Tutto questo preombolo per assestare i giusti colpi
alla nuova opera dei canadesi Sheepdogs, fenomeno a suo modo imprevedibile
che ha rimpolpato questo spirito di entusiastico revival. La storia è forse nota:
pubblicano una manciata di dischi indipendenti in madre patria, ma non se li fila
nessuno al di fuori dei confini di Saskatoon. Il colpo di fortuna, dopo avere
costruito una solida base di sostenitori, è quello di finire sulla copertina di
Rolling Stone, vincitori del concorso "Choose the Cover". Il fenomeno esplode:
il terso disco Lean & Burn, fieramente segnato dalle chitarre spadroneggianti
sulla cover, viene ripubblicato dalla Wea per il mercato internazionale e la formazione
veleggia a capo dell'intero rinascimento boogie rock. Con l'omonimo album in esame
Ewan Currie e soci ribadiscono, ove ve ne fosse bisogno, il ruolo chiave, portandosi
sulle spalle un fardello tutto sommato piacevole: dall'incedere soulful di Laid
Back alla spedita elettricità di Alright OK,
intrecciando psichedelia (Ewan's Blues) e
hard rock (The Way It Is), persino tentazioni
pop e fughe sudiste (Javelina! sarebbe piaciuta
ai fratelli Allman), rendono il loro obiettivo lampante, ovvero sia suscistare
nostalgia e rimandare di continuo ad un'età dell'oro.
Questa volta però
lo fannno addiritttura con più scaltrezza e una produzione ad hoc firmata con
Patrick Carney dei Black Keys, che qualcosa della ditta di casa aggiunge
per davvero nel groove di Feeling Good e I
Need Help, ma più in generale in una stretta coesione tra riff sanguigni
e ritmi serrati. La formula funziona a patto di non farsi travolgere troppo dai
ricordi, altrimenti si rischia di assegnare più meriti del dovuto agli Sheepdogs.
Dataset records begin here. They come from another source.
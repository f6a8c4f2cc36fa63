// Copyright (c) 2024 Xu Shaohua <shaohua@biofan.org>. All rights reserved.
// Use of this source is governed by Apache-2.0 License that can be found
// in the LICENSE file.

use std::io::Write;

use crate::base::{DecodeData, EncodeData};
use crate::property::check_property_type_list;
use crate::{
    ByteArray, DecodeError, DecodePacket, EncodeError, EncodePacket, FixedHeader, PacketId,
    PacketType, Properties, PropertyType, ProtocolVersion, PubTopic, QoS,
};

/// Properties available in PUBLISH packets.
pub const PUBLISH_PROPERTIES: &[PropertyType] = &[
    PropertyType::PayloadFormatIndicator,
    PropertyType::MessageExpiryInterval,
    PropertyType::TopicAlias,
    PropertyType::ResponseTopic,
    PropertyType::CorrelationData,
    PropertyType::UserProperty,
    PropertyType::SubscriptionIdentifier,
    PropertyType::ContentType,
];

/// The PUBLISH packet transports application messages from the Client to
/// the Server, or from the Server to the Client.
///
/// Basic structure of packet:
///
/// ```txt
///  7                     0
/// +-----------------------+
/// | Fixed header          |
/// |                       |
/// +-----------------------+
/// | Topic name length     |
/// |                       |
/// +-----------------------+
/// | Topic name ...        |
/// +-----------------------+
/// | Packet id (QoS 1/2)   |
/// |                       |
/// +-----------------------+
/// | Properties (v5 only)  |
/// +-----------------------+
/// | Msg payload ...       |
/// +-----------------------+
/// ```
///
/// Response of `PublishPacket`:
/// - QoS 0, no response
/// - QoS 1, `PublishAckPacket`
/// - QoS 2, `PublishReceivedPacket`
#[allow(clippy::module_name_repetitions)]
#[derive(Debug, Default, Clone, PartialEq, Eq)]
pub struct PublishPacket {
    /// The DUP flag MUST be set to 1 by the Client or Server when it
    /// attempts to re-deliver a PUBLISH packet [MQTT-3.3.1-1].
    ///
    /// The DUP flag MUST be set to 0 for all QoS 0 messages [MQTT-3.3.1-2].
    dup: bool,

    /// The level of assurance for delivery of this message.
    ///
    /// A PUBLISH packet MUST NOT have both QoS bits set to 1 [MQTT-3.3.1-4].
    qos: QoS,

    /// If the RETAIN flag is set to 1 in a PUBLISH packet sent by a Client
    /// to a Server, the Server MUST replace any existing retained message
    /// for this topic with this one [MQTT-3.3.1-5].
    retain: bool,

    /// The Topic Name identifies the information channel to which Payload
    /// data is published. It MUST NOT contain wildcard characters
    /// [MQTT-3.3.2-2].
    topic: PubTopic,

    /// The Packet Identifier field is only present in PUBLISH packets where
    /// the QoS level is 1 or 2.
    packet_id: PacketId,

    /// Publish properties, MQTT 5.0 only.
    properties: Properties,

    /// Opaque payload bytes.
    msg: Vec<u8>,
}

impl PublishPacket {
    /// Create a new PUBLISH packet.
    ///
    /// # Errors
    ///
    /// Returns error if `topic` is invalid.
    pub fn new(topic: &str, qos: QoS, msg: &[u8]) -> Result<Self, EncodeError> {
        let topic = PubTopic::new(topic)?;
        Ok(Self {
            qos,
            topic,
            msg: msg.to_vec(),
            ..Self::default()
        })
    }

    /// Update `retain` flag.
    pub fn set_retain(&mut self, retain: bool) -> &mut Self {
        self.retain = retain;
        self
    }

    #[must_use]
    pub const fn retain(&self) -> bool {
        self.retain
    }

    /// Update `dup` flag.
    ///
    /// # Errors
    ///
    /// Returns error if `dup` flag is set in a QoS 0 packet.
    pub fn set_dup(&mut self, dup: bool) -> Result<&mut Self, EncodeError> {
        // The DUP flag MUST be set to 0 for all QoS 0 messages [MQTT-3.3.1-2].
        if dup && self.qos == QoS::AtMostOnce {
            return Err(EncodeError::InvalidPacketType);
        }
        self.dup = dup;
        Ok(self)
    }

    #[must_use]
    pub const fn dup(&self) -> bool {
        self.dup
    }

    #[must_use]
    pub const fn qos(&self) -> QoS {
        self.qos
    }

    /// Update packet id.
    ///
    /// The packet id field is only present in publish packets where the QoS
    /// level is 1 or 2.
    pub fn set_packet_id(&mut self, packet_id: PacketId) -> &mut Self {
        self.packet_id = packet_id;
        self
    }

    #[must_use]
    pub const fn packet_id(&self) -> PacketId {
        self.packet_id
    }

    #[must_use]
    pub fn topic(&self) -> &str {
        self.topic.as_ref()
    }

    /// Get a mutable reference to the property list.
    pub fn properties_mut(&mut self) -> &mut Properties {
        &mut self.properties
    }

    #[must_use]
    pub const fn properties(&self) -> &Properties {
        &self.properties
    }

    /// Get a reference to message payload.
    #[must_use]
    pub fn message(&self) -> &[u8] {
        &self.msg
    }

    fn remaining_length<V: ProtocolVersion>(&self) -> Result<usize, EncodeError> {
        let mut len = self.topic.bytes() + self.msg.len();
        if self.qos != QoS::AtMostOnce {
            len += PacketId::bytes();
        }
        if V::HAS_PROPERTIES {
            len += self.properties.bytes()?;
        }
        Ok(len)
    }
}

impl EncodePacket for PublishPacket {
    fn encode<V: ProtocolVersion>(&self, buf: &mut Vec<u8>) -> Result<usize, EncodeError> {
        let old_len = buf.len();

        let packet_type = PacketType::Publish {
            dup: self.dup,
            qos: self.qos,
            retain: self.retain,
        };
        let fixed_header = FixedHeader::new(packet_type, self.remaining_length::<V>()?)
            .map_err(|_| EncodeError::InvalidVarInt)?;
        fixed_header.encode(buf)?;

        self.topic.encode(buf)?;
        // The Packet Identifier field is only present in PUBLISH packets
        // where the QoS level is 1 or 2 [MQTT-2.2.1-2].
        if self.qos != QoS::AtMostOnce {
            self.packet_id.encode(buf)?;
        }
        if V::HAS_PROPERTIES {
            self.properties.encode(buf)?;
        }
        buf.write_all(&self.msg)?;

        Ok(buf.len() - old_len)
    }
}

impl DecodePacket for PublishPacket {
    fn decode<V: ProtocolVersion>(ba: &mut ByteArray) -> Result<Self, DecodeError> {
        let fixed_header = FixedHeader::decode(ba)?;
        let PacketType::Publish { dup, qos, retain } = fixed_header.packet_type() else {
            return Err(DecodeError::InvalidPacketType);
        };

        // The DUP flag MUST be set to 0 for all QoS 0 messages [MQTT-3.3.1-2].
        if dup && qos == QoS::AtMostOnce {
            return Err(DecodeError::InvalidPacketFlags);
        }

        let variable_header_offset = ba.offset();
        let topic = PubTopic::decode(ba)?;

        let packet_id = if qos == QoS::AtMostOnce {
            PacketId::new(0)
        } else {
            let packet_id = PacketId::decode(ba)?;
            // A non-zero Packet Identifier is required in QoS 1 and QoS 2
            // packets [MQTT-2.2.1-3].
            if packet_id.value() == 0 {
                return Err(DecodeError::InvalidPacketId);
            }
            packet_id
        };

        let properties = if V::HAS_PROPERTIES {
            let properties = Properties::decode(ba)?;
            if let Err(property_type) =
                check_property_type_list(properties.props(), PUBLISH_PROPERTIES)
            {
                log::error!("publish: Forbidden property {property_type:?} in PUBLISH");
                return Err(DecodeError::ForbiddenProperty);
            }
            properties
        } else {
            Properties::new()
        };

        // It is valid for a PUBLISH packet to contain a zero length payload.
        let consumed = ba.offset() - variable_header_offset;
        let msg_len = fixed_header
            .remaining_length()
            .checked_sub(consumed)
            .ok_or(DecodeError::InvalidRemainingLength)?;
        let msg = ba.read_bytes(msg_len)?.to_vec();

        Ok(Self {
            dup,
            qos,
            retain,
            topic,
            packet_id,
            properties,
            msg,
        })
    }
}

#[cfg(test)]
mod tests {
    use super::*;
    use crate::{V311, V5};

    #[test]
    fn test_encode_qos0_v311() {
        let packet = PublishPacket::new("t", QoS::AtMostOnce, &[0x61]).unwrap();
        let mut buf = Vec::new();
        packet.encode::<V311>(&mut buf).unwrap();
        assert_eq!(buf, vec![0x30, 0x04, 0x00, 0x01, b't', 0x61]);
    }

    #[test]
    fn test_round_trip_qos1_v311() {
        let mut packet = PublishPacket::new("a/b", QoS::AtLeastOnce, b"payload").unwrap();
        packet.set_packet_id(PacketId::new(17));
        let mut buf = Vec::new();
        packet.encode::<V311>(&mut buf).unwrap();

        let mut ba = ByteArray::new(&buf);
        let decoded = PublishPacket::decode::<V311>(&mut ba).unwrap();
        assert_eq!(decoded, packet);
        assert_eq!(decoded.packet_id(), PacketId::new(17));
        assert_eq!(decoded.message(), b"payload");
    }

    #[test]
    fn test_round_trip_qos2_v5() {
        let mut packet = PublishPacket::new("a/b/c", QoS::ExactOnce, b"x").unwrap();
        packet.set_packet_id(PacketId::new(2));
        packet.set_retain(true);
        let mut buf = Vec::new();
        packet.encode::<V5>(&mut buf).unwrap();

        let mut ba = ByteArray::new(&buf);
        let decoded = PublishPacket::decode::<V5>(&mut ba).unwrap();
        assert_eq!(decoded, packet);
    }

    #[test]
    fn test_dup_retransmission_round_trip() {
        let mut packet = PublishPacket::new("t", QoS::AtLeastOnce, b"m").unwrap();
        packet.set_packet_id(PacketId::new(3));
        packet.set_dup(true).unwrap();
        let mut buf = Vec::new();
        packet.encode::<V311>(&mut buf).unwrap();
        assert_eq!(buf[0] & 0b0000_1000, 0b0000_1000);

        let mut ba = ByteArray::new(&buf);
        let decoded = PublishPacket::decode::<V311>(&mut ba).unwrap();
        assert!(decoded.dup());
    }

    #[test]
    fn test_dup_with_qos0_rejected() {
        let buf = [0x38, 0x04, 0x00, 0x01, b't', 0x61];
        let mut ba = ByteArray::new(&buf);
        assert_eq!(
            PublishPacket::decode::<V311>(&mut ba),
            Err(DecodeError::InvalidPacketFlags)
        );
    }

    #[test]
    fn test_zero_packet_id_rejected() {
        let buf = [0x32, 0x06, 0x00, 0x01, b't', 0x00, 0x00, 0x61];
        let mut ba = ByteArray::new(&buf);
        assert_eq!(
            PublishPacket::decode::<V311>(&mut ba),
            Err(DecodeError::InvalidPacketId)
        );
    }
}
Perché va bene il lavoro sulle voci (Is Your Dream Worth Dying For?), il
ruzzolare boogie (How Late, How Long, While
We're Young) e il traccheggiare fra la psichedelia d'annata (In
My Mind), ma alla fine più che Grand Funk railroad, Humble Pie o James
Gang, viene in mente che potrebbero assomigliare agli Stillwater, la band inventata
dal regista Cameron Crowe per "Almost Famous". Un po' posticcia la cosa, non trovate?